WORK INSTRUCTION: Each line from the one containing "use std::io::Write;" through the last line of the material below is to be transcribed exactly, with nothing else included.

PROVIDED DATA:
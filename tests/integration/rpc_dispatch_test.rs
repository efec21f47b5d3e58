// tests/integration/rpc_dispatch_test.rs

use cobalt::core::errors::CobaltError;
use cobalt::core::protocol::{MethodTable, RpcResponse, SharedSecret};
use serde_json::{json, Value};
use std::io::Write;

#[tokio::test]
async fn dispatch_routes_by_name_and_returns_the_handler_result() {
    let mut methods = MethodTable::new();
    methods.register("echo", false, |params: Value| async move { Ok(params) });

    let result = methods.dispatch("echo", json!({"hello": "world"})).await.unwrap();
    assert_eq!(result, json!({"hello": "world"}));
}

#[tokio::test]
async fn dispatch_of_an_unregistered_method_is_a_fault_with_code_two() {
    let methods = MethodTable::new();
    let err = methods.dispatch("nonexistent", Value::Null).await.unwrap_err();
    assert!(matches!(err, CobaltError::UnknownMethod(_)));
    assert_eq!(err.fault_code(), 2);
}

#[tokio::test]
async fn a_failing_handler_s_fault_code_survives_the_envelope() {
    let mut methods = MethodTable::new();
    methods.register("always_conflicts", true, |_: Value| async move {
        Err(CobaltError::conflict("partition already held"))
    });

    let outcome = methods.dispatch("always_conflicts", Value::Null).await;
    let response = RpcResponse::from_result(outcome);
    match response {
        RpcResponse::Fault { fault } => assert_eq!(fault.code, 20),
        RpcResponse::Ok { .. } => panic!("expected a fault envelope"),
    }
}

#[test]
fn registered_methods_report_their_locking_flag() {
    let mut methods = MethodTable::new();
    methods.register("get_jobs", false, |_: Value| async move { Ok(Value::Null) });
    methods.register("set_jobs", true, |_: Value| async move { Ok(Value::Null) });

    assert_eq!(methods.is_locking("get_jobs"), Some(false));
    assert_eq!(methods.is_locking("set_jobs"), Some(true));
    assert_eq!(methods.is_locking("nonexistent"), None);
}

#[test]
fn shared_secret_accepts_the_exact_token_and_rejects_anything_else() {
    let mut file = tempfile::NamedTempFile::new().unwrap();
    writeln!(file, "topsecret").unwrap();

    let secret = SharedSecret::load(file.path().to_str().unwrap()).unwrap();
    assert!(secret.verify("topsecret").is_ok());
    assert!(secret.verify("topsecre").is_err());
    assert!(secret.verify("topsecrett").is_err());
}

EXPECTED ANSWER:
use std::io::Write;

#[tokio::test]
async fn dispatch_routes_by_name_and_returns_the_handler_result() {
    let mut methods = MethodTable::new();
    methods.register("echo", false, |params: Value| async move { Ok(params) });

    let result = methods.dispatch("echo", json!({"hello": "world"})).await.unwrap();
    assert_eq!(result, json!({"hello": "world"}));
}

#[tokio::test]
async fn dispatch_of_an_unregistered_method_is_a_fault_with_code_two() {
    let methods = MethodTable::new();
    let err = methods.dispatch("nonexistent", Value::Null).await.unwrap_err();
    assert!(matches!(err, CobaltError::UnknownMethod(_)));
    assert_eq!(err.fault_code(), 2);
}

#[tokio::test]
async fn a_failing_handler_s_fault_code_survives_the_envelope() {
    let mut methods = MethodTable::new();
    methods.register("always_conflicts", true, |_: Value| async move {
        Err(CobaltError::conflict("partition already held"))
    });

    let outcome = methods.dispatch("always_conflicts", Value::Null).await;
    let response = RpcResponse::from_result(outcome);
    match response {
        RpcResponse::Fault { fault } => assert_eq!(fault.code, 20),
        RpcResponse::Ok { .. } => panic!("expected a fault envelope"),
    }
}

#[test]
fn registered_methods_report_their_locking_flag() {
    let mut methods = MethodTable::new();
    methods.register("get_jobs", false, |_: Value| async move { Ok(Value::Null) });
    methods.register("set_jobs", true, |_: Value| async move { Ok(Value::Null) });

    assert_eq!(methods.is_locking("get_jobs"), Some(false));
    assert_eq!(methods.is_locking("set_jobs"), Some(true));
    assert_eq!(methods.is_locking("nonexistent"), None);
}

#[test]
fn shared_secret_accepts_the_exact_token_and_rejects_anything_else() {
    let mut file = tempfile::NamedTempFile::new().unwrap();
    writeln!(file, "topsecret").unwrap();

    let secret = SharedSecret::load(file.path().to_str().unwrap()).unwrap();
    assert!(secret.verify("topsecret").is_ok());
    assert!(secret.verify("topsecre").is_err());
    assert!(secret.verify("topsecrett").is_err());
}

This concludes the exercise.